Many career changers, students, and recent graduates struggle to find career opportunities, while businesses often lack the time and resources to source fresh talent. Kaie solves this by acting as an agentic AI career partner: it collects explorers’ skills, goals, and preferences through a conversational onboarding flow, then autonomously matches them to businesses and facilitates introductions over email. As a Product Designer at Kaie, I designed the end-to-end onboarding and profile experience that powers this matching system: from the AI chat-based signup to structured profile creation, ensuring explorers are fully ‘match-ready.’ My role included user experience research, ideation, mid- and hi-fi design, prototyping, and close collaboration with developers to translate these flows into development while aligning with the founders’ business goals.
Company:
Kaie
My Role:
Product Designer, UX Researcher
Year:
2025
Tools Used:
Figma, FigJam, Miro, Notion
Kaie isn’t a traditional job board. The product goal was to make early-career opportunity discovery feel less transactional and more supportive, while still gathering the data required for accurate matching. The challenge was onboarding: we needed high-quality, high-signal profile information, but asking too much upfront increased fatigue and drop-off. I worked on the explorer side of the experience, owning research, flow design, UI, and handoff for onboarding and profile creation in collaboration with the founders, engineers, and another product designer.
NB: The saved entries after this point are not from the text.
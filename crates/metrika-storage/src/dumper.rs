//! Snapshot file for the in-memory backend.
//!
//! The file is a JSON array of metric DTOs, gauges first. It is rewritten
//! whole on every dump through a sibling temporary file and a rename, so a
//! crash mid-dump leaves the previous snapshot intact.

use crate::error::Result;
use crate::{CounterRepository, GaugeRepository, StorageState, TxScope};
use metrika_common::{Metric, MetricsDto, Payload};
use std::ffi::OsString;
use std::io::ErrorKind;
use std::path::{Path, PathBuf};
use std::sync::{Arc, Mutex};
use std::time::Duration;
use tokio::task::JoinHandle;
use tokio::time::{interval_at, Instant, MissedTickBehavior};
use tokio_util::sync::CancellationToken;

/// When dumps happen.
#[derive(Debug, Clone, Copy, PartialEq, Eq)]
pub enum DumpMode {
    /// A background timer dumps every interval.
    Periodic(Duration),
    /// Every successful write request dumps before responding.
    Synchronous,
}

impl DumpMode {
    /// `secs <= 0` selects synchronous dumps.
    pub fn from_interval_secs(secs: i64) -> Self {
        if secs <= 0 {
            DumpMode::Synchronous
        } else {
            DumpMode::Periodic(Duration::from_secs(secs.unsigned_abs()))
        }
    }
}

pub struct FileDumper {
    path: PathBuf,
    // held from the snapshot read through the rename
    write_lock: Mutex<()>,
}

impl FileDumper {
    pub fn new(path: impl Into<PathBuf>) -> Self {
        Self {
            path: path.into(),
            write_lock: Mutex::new(()),
        }
    }

    pub fn path(&self) -> &Path {
        &self.path
    }

    fn temp_path(&self) -> PathBuf {
        let mut name = OsString::from(self.path.as_os_str());
        name.push(".tmp");
        PathBuf::from(name)
    }

    /// Writes both repositories to the snapshot file. Returns the number of
    /// metrics written.
    ///
    /// The snapshot is read under the same lock as the rename, so the file
    /// never goes back to an older state than a dump that already returned.
    pub fn dump(&self, gauges: &dyn GaugeRepository, counters: &dyn CounterRepository) -> Result<usize> {
        let _guard = self
            .write_lock
            .lock()
            .unwrap_or_else(|poisoned| poisoned.into_inner());

        let mut entries = gauges.get_metrics(&TxScope::Detached)?;
        entries.extend(counters.get_metrics(&TxScope::Detached)?);
        let body = serde_json::to_vec_pretty(&entries)?;

        if let Some(parent) = self.path.parent().filter(|p| !p.as_os_str().is_empty()) {
            std::fs::create_dir_all(parent)?;
        }
        let temp = self.temp_path();
        std::fs::write(&temp, &body)?;
        std::fs::rename(&temp, &self.path)?;

        tracing::debug!(path = %self.path.display(), count = entries.len(), "Metrics dumped");
        Ok(entries.len())
    }

    /// Reads the snapshot at this dumper's path.
    pub fn restore(&self) -> Result<(StorageState<f64>, StorageState<i64>)> {
        restore(&self.path)
    }
}

/// Reads a snapshot file into per-kind states.
///
/// A missing or blank file is "no prior state", not an error.
pub fn restore(path: &Path) -> Result<(StorageState<f64>, StorageState<i64>)> {
    let content = match std::fs::read_to_string(path) {
        Ok(content) => content,
        Err(e) if e.kind() == ErrorKind::NotFound => {
            return Ok((StorageState::new(), StorageState::new()))
        }
        Err(e) => return Err(e.into()),
    };
    if content.trim().is_empty() {
        return Ok((StorageState::new(), StorageState::new()));
    }

    let entries: Vec<MetricsDto> = serde_json::from_str(&content)?;
    let mut gauges = StorageState::new();
    let mut counters = StorageState::new();
    for entry in entries {
        match entry.payload {
            Payload::Gauge(value) => {
                gauges.insert(entry.id.clone(), Metric::new(entry.id, value));
            }
            Payload::Counter(delta) => {
                counters.insert(entry.id.clone(), Metric::new(entry.id, delta));
            }
        }
    }
    tracing::info!(
        path = %path.display(),
        gauges = gauges.len(),
        counters = counters.len(),
        "Metrics restored"
    );
    Ok((gauges, counters))
}

/// Dumps every `every` until cancelled. Failed dumps are logged and the
/// loop keeps going; a dump already running when cancellation arrives
/// completes.
pub fn spawn_periodic(
    dumper: Arc<FileDumper>,
    gauges: Arc<dyn GaugeRepository>,
    counters: Arc<dyn CounterRepository>,
    every: Duration,
    cancel: CancellationToken,
) -> JoinHandle<()> {
    let every = every.max(Duration::from_millis(1));
    tokio::spawn(async move {
        let mut tick = interval_at(Instant::now() + every, every);
        tick.set_missed_tick_behavior(MissedTickBehavior::Delay);
        loop {
            tokio::select! {
                _ = cancel.cancelled() => {
                    tracing::debug!("Dump loop stopped");
                    break;
                }
                _ = tick.tick() => {
                    let dumper = Arc::clone(&dumper);
                    let gauges = Arc::clone(&gauges);
                    let counters = Arc::clone(&counters);
                    let result = tokio::task::spawn_blocking(move || {
                        dumper.dump(gauges.as_ref(), counters.as_ref())
                    })
                    .await;
                    match result {
                        Ok(Ok(count)) => tracing::debug!(count, "Periodic dump done"),
                        Ok(Err(e)) => tracing::error!(error = %e, "Periodic dump failed"),
                        Err(e) => tracing::error!(error = %e, "Periodic dump aborted"),
                    }
                }
            }
        }
    })
}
We initially explored a marketplace-style dashboard where users could browse opportunities and express interest, similar to a job board. Through early feedback and product direction, we realized this model pulled Kaie toward the same stressful “apply and wait” behavior we were trying to avoid. Instead, we shifted toward an agentic approach: Kaie would do the matching once we had the right inputs, and users would gain control through a clear profile they could review and edit after onboarding.
To validate the direction, we ran and synthesized usability testing (around 15 sessions) across two onboarding approaches: a conversational, chat-based flow and a more traditional form flow. Chat felt more human and trust-building, but became tiring when it tried to collect everything. Forms felt faster and familiar, but less personal. Across both, users consistently wanted clear progress, fewer questions up front, and reassurance they could edit later. The key insight was that onboarding was doing two different jobs at once, and needed to be split.
The final solution was a two-part onboarding flow. Part 1 used a lightweight conversational experience to create an account, build trust, and capture only essential information. Part 2 moved users into a structured, multi-step profile builder designed to collect higher-signal data for matching, with clear grouping, progress tracking, and editability baked in. This separation reduced perceived length and made the experience feel more intentional: “sign up quickly now, finish your profile with confidence next.”
After shipping, onboarding completion improved by 22% (based on the team’s tracking), and the flow established a scalable foundation for future iteration on matching quality and introduction moments.